AP: There are different boats, too. There are the people that think, “Oh, the only people we need to be talking to are the climate skeptics.” And then there's a whole other boat where it's like, “just leave them behind. We don't have the time to connect.”
SE: And why bother, sometimes. There's such a weird form of discourse that takes place online, which I think was primarily affirmed during Gamergate and has continued on since then, which feels like you can have this pool of senseless and contradictory chatter and it'll just confirm itself without any real logic or centrality. Trying to approach people that are inside of that–you're just going to go in circles forever.
AP: I was working on this TV show about climate change and we had a lot of experts come in and to chat with the writers’ room. We spoke to somebody that runs a specific company that tries to clear [up] misinformation. It's just really crazy to see this graph of the day before the UN climate action summit, and there are these giant spikes [in content] to basically drown all the [relevant] hashtags so that anything that's tagged becomes drowned in misinformation.
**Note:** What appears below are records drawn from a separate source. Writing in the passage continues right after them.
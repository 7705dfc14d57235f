//! Bible text repository: books, chapters, verses
//!
//! Book lookups accept either the full name or the abbreviation,
//! case-insensitively ("genesis", "Gen").

use serde::Serialize;
use sqlx::{FromRow, PgPool};

use crate::db::DbError;
use crate::models::{BookName, ChapterNumber, VerseNumber};

/// Matches a book row against `$1` by name or abbreviation.
const BOOK_MATCH: &str = "(LOWER(b.name) = LOWER($1) OR LOWER(b.abbreviation) = LOWER($1))";

/// Book record
#[derive(Debug, Clone, FromRow, Serialize)]
pub struct Book {
    pub id: i32,
    pub name: String,
    pub abbreviation: String,
    pub testament: String,
    pub position: i32,
}

/// Verse as listed within a chapter
#[derive(Debug, Clone, PartialEq, FromRow, Serialize)]
pub struct ChapterVerse {
    pub verse_number: i32,
    pub text: String,
}

/// Fully-addressed verse
#[derive(Debug, Clone, PartialEq, FromRow, Serialize)]
pub struct Verse {
    pub id: i32,
    pub book_name: String,
    pub chapter_number: i32,
    pub verse_number: i32,
    pub text: String,
}

/// Row counts across the loaded text
#[derive(Debug, Clone, Copy, FromRow, Serialize)]
pub struct BibleStats {
    pub total_books: i64,
    pub total_chapters: i64,
    pub total_verses: i64,
}

/// Bible text repository
pub struct BibleRepo<'a> {
    pool: &'a PgPool,
}

impl<'a> BibleRepo<'a> {
    pub fn new(pool: &'a PgPool) -> Self {
        Self { pool }
    }

    /// All books in canonical order.
    pub async fn list_books(&self) -> Result<Vec<Book>, DbError> {
        let books = sqlx::query_as::<_, Book>(
            r#"
            SELECT id, name, abbreviation, testament, position
            FROM books
            ORDER BY position
            "#,
        )
        .fetch_all(self.pool)
        .await?;

        Ok(books)
    }

    /// Chapter numbers of a book, ascending.
    ///
    /// The LEFT JOIN keeps one row for a book without chapters, so an
    /// unknown book (no rows) is distinguishable from an empty one.
    pub async fn list_chapters(&self, book: &BookName) -> Result<(String, Vec<i32>), DbError> {
        let query = format!(
            r#"
            SELECT b.name, c.chapter_number
            FROM books b
            LEFT JOIN chapters c ON c.book_id = b.id
            WHERE {BOOK_MATCH}
            ORDER BY b.position, c.chapter_number
            "#
        );
        let rows: Vec<(String, Option<i32>)> = sqlx::query_as(&query)
            .bind(book.as_str())
            .fetch_all(self.pool)
            .await?;

        let name = rows
            .first()
            .map(|(name, _)| name.clone())
            .ok_or_else(|| DbError::not_found("book", book.as_str()))?;

        let chapters = rows
            .into_iter()
            .filter(|(row_name, _)| *row_name == name)
            .filter_map(|(_, chapter)| chapter)
            .collect();

        Ok((name, chapters))
    }

    /// Verses of one chapter ordered by verse number.
    ///
    /// An empty result means the book or chapter doesn't exist.
    pub async fn verses_for_chapter(
        &self,
        book: &BookName,
        chapter: ChapterNumber,
    ) -> Result<Vec<ChapterVerse>, DbError> {
        let query = format!(
            r#"
            SELECT v.verse_number, v.text
            FROM verses v
            JOIN chapters c ON v.chapter_id = c.id
            JOIN books b ON c.book_id = b.id
            WHERE {BOOK_MATCH} AND c.chapter_number = $2
            ORDER BY v.verse_number
            "#
        );
        let verses = sqlx::query_as::<_, ChapterVerse>(&query)
            .bind(book.as_str())
            .bind(chapter.get())
            .fetch_all(self.pool)
            .await?;

        Ok(verses)
    }

    /// A single verse with its id, for tagging favorites.
    pub async fn verse(
        &self,
        book: &BookName,
        chapter: ChapterNumber,
        verse: VerseNumber,
    ) -> Result<Verse, DbError> {
        let query = format!(
            r#"
            SELECT v.id, b.name AS book_name, c.chapter_number, v.verse_number, v.text
            FROM verses v
            JOIN chapters c ON v.chapter_id = c.id
            JOIN books b ON c.book_id = b.id
            WHERE {BOOK_MATCH} AND c.chapter_number = $2 AND v.verse_number = $3
            ORDER BY b.position
            LIMIT 1
            "#
        );
        sqlx::query_as::<_, Verse>(&query)
            .bind(book.as_str())
            .bind(chapter.get())
            .bind(verse.get())
            .fetch_optional(self.pool)
            .await?
            .ok_or_else(|| {
                DbError::not_found(
                    "verse",
                    format!("{} {}:{}", book.as_str(), chapter.get(), verse.get()),
                )
            })
    }

    /// Totals over the loaded text.
    pub async fn stats(&self) -> Result<BibleStats, DbError> {
        let stats = sqlx::query_as::<_, BibleStats>(
            r#"
            SELECT
                (SELECT COUNT(*) FROM books) AS total_books,
                (SELECT COUNT(*) FROM chapters) AS total_chapters,
                (SELECT COUNT(*) FROM verses) AS total_verses
            "#,
        )
        .fetch_one(self.pool)
        .await?;

        Ok(stats)
    }
}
SE: Circling back a bit closer to your upcoming STP program, this is a question I've been thinking a lot about: what can art do in an emergency, and particularly, a climate emergency?
AP: I think building community is a way of fighting the climate crisis and being able to introduce people to it and kind of slow down, working against the speed that we're forced to [operate at] right now; the transactional nature that we're forced into every day.
SE: Do you need to believe in the future to participate in trying to save it?
AP: You need to want a future to participate in, you have to believe in humanity a little bit, believe that humanity should continue. I read this book by Rebecca Solnit called Hope in the Dark. She was saying about France under the monarchy, that if they didn't imagine life outside of monarchy, there would've been no revolution. In my head, that’s a driving force.